Further to our lively rumblings on crime and recidivism, including recent comments, Inquisitive Bird has some relevant data:
One illustrative example: people who are imprisoned in the United States have typically been arrested many times. An analysis showed that less than 5% of people admitted to prison had only been arrested the one time that led to the prison sentence… It was more common to have been arrested 30+ times than having only the single arrest that led to imprisonment. The median number of arrests was 9, and more than 3 out of 4 prisoners had been arrested 5+ times.
Another example is that nearly a third of shoplifting arrests in 2022 involved just 327 people, who collectively were arrested and rearrested more than 6,000 times.
But the reality is even worse than this, for criminals (when asked) admit that have often committed dozens of crimes for every crime they were arrested for…
A corollary of the criminal power law is that a large fraction of crime can be prevented by addressing a surprisingly small number of persistent offenders…

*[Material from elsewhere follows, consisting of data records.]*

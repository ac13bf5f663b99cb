use chrono::{DateTime, Utc};
use serde::{Deserialize, Serialize};
use std::fmt;

/// Whether a watch is sold with its box
///
/// Cells that mention neither yes nor no are recorded as `New`.
#[derive(Debug, Clone, Copy, PartialEq, Eq, Hash, Serialize, Deserialize)]
#[serde(rename_all = "lowercase")]
pub enum BoxStatus {
    Yes,
    No,
    New,
}

impl BoxStatus {
    pub fn as_str(&self) -> &'static str {
        match self {
            Self::Yes => "yes",
            Self::No => "no",
            Self::New => "new",
        }
    }
}

impl fmt::Display for BoxStatus {
    fn fmt(&self, f: &mut fmt::Formatter<'_>) -> fmt::Result {
        f.write_str(self.as_str())
    }
}

/// Whether a watch is sold with its papers
///
/// `Unknown` is stored as the empty string.
#[derive(Debug, Clone, Copy, PartialEq, Eq, Hash, Serialize, Deserialize)]
pub enum PapersStatus {
    #[serde(rename = "yes")]
    Yes,
    #[serde(rename = "no")]
    No,
    #[serde(rename = "")]
    Unknown,
}

impl PapersStatus {
    pub fn as_str(&self) -> &'static str {
        match self {
            Self::Yes => "yes",
            Self::No => "no",
            Self::Unknown => "",
        }
    }
}

impl fmt::Display for PapersStatus {
    fn fmt(&self, f: &mut fmt::Formatter<'_>) -> fmt::Result {
        f.write_str(self.as_str())
    }
}

/// Descriptive fields of one catalog item
#[derive(Debug, Clone, PartialEq, Serialize, Deserialize)]
#[serde(rename_all = "camelCase")]
pub struct ListingRecord {
    /// Stable identifier assigned by the catalog
    #[serde(rename = "productID")]
    pub product_id: u64,
    pub brand: String,
    pub series: String,
    pub model: String,
    /// Age in years
    pub age: i32,
    #[serde(rename = "box")]
    pub box_status: BoxStatus,
    pub papers: PapersStatus,
    #[serde(rename = "imageURL")]
    pub image_url: String,
    #[serde(rename = "detailURL")]
    pub detail_url: String,
    /// Tag of the catalog this listing came from
    pub source: String,
}

impl ListingRecord {
    /// Store key for this product: the decimal product identifier
    pub fn key(&self) -> String {
        self.product_id.to_string()
    }
}

/// A single price observation
#[derive(Debug, Clone, PartialEq, Serialize, Deserialize)]
#[serde(rename_all = "camelCase")]
pub struct PricePoint {
    pub price: f64,
    pub offer: Option<f64>,
    pub observed_at: DateTime<Utc>,
}

/// A listing as extracted from a page, before it is timestamped
#[derive(Debug, Clone, PartialEq)]
pub struct RawListing {
    pub listing: ListingRecord,
    pub price: f64,
    pub offer: Option<f64>,
}

impl RawListing {
    /// Builds the tentative price point for an observation made at `observed_at`
    pub fn observe(&self, observed_at: DateTime<Utc>) -> PricePoint {
        PricePoint {
            price: self.price,
            offer: self.offer,
            observed_at,
        }
    }
}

In 2020, three prolific burglars were on the loose in Leinster, Ireland. Together they had accumulated over 200 convictions. But one day, they all died in a traffic accident. As a result, the robbery rate plummeted.
That would be this incident here. The gentlemen in question met their maker after colliding head-on with a lorry, while driving down the N7, at more than twice the speed limit, in the wrong direction. Their car, a stolen BMW 3 series, promptly burst into flames, making the identification of their remains a time-consuming endeavour.
Happily, the driver of the lorry survived.
Readers with an interest in the subject are advised to read the whole thing, in which eye-widening statistics abound, along with some rather sensible – and therefore terribly unfashionable – policy suggestions.
Update, via the comments:
Regarding the burglars’ demise, what catches the eye are the gushing tributes from friends and relatives, claiming, rather improbably, that the gleefully malevolent creatures were “too good for this stupid shitty world.”
As if the trio – whose activities included habitual burglary on a prodigious scale, and assaulting and mugging elderly couples and bedridden cancer patients – were somehow deserving of public sympathy. Not the numerous victims of their predations, mind, but the predators themselves. It does rather tell us something about the quality of those friends and relatives, their moral orientation.
Again, I miss the concept of shame.
Oh, and consider this an open thread. Share ye links and bicker.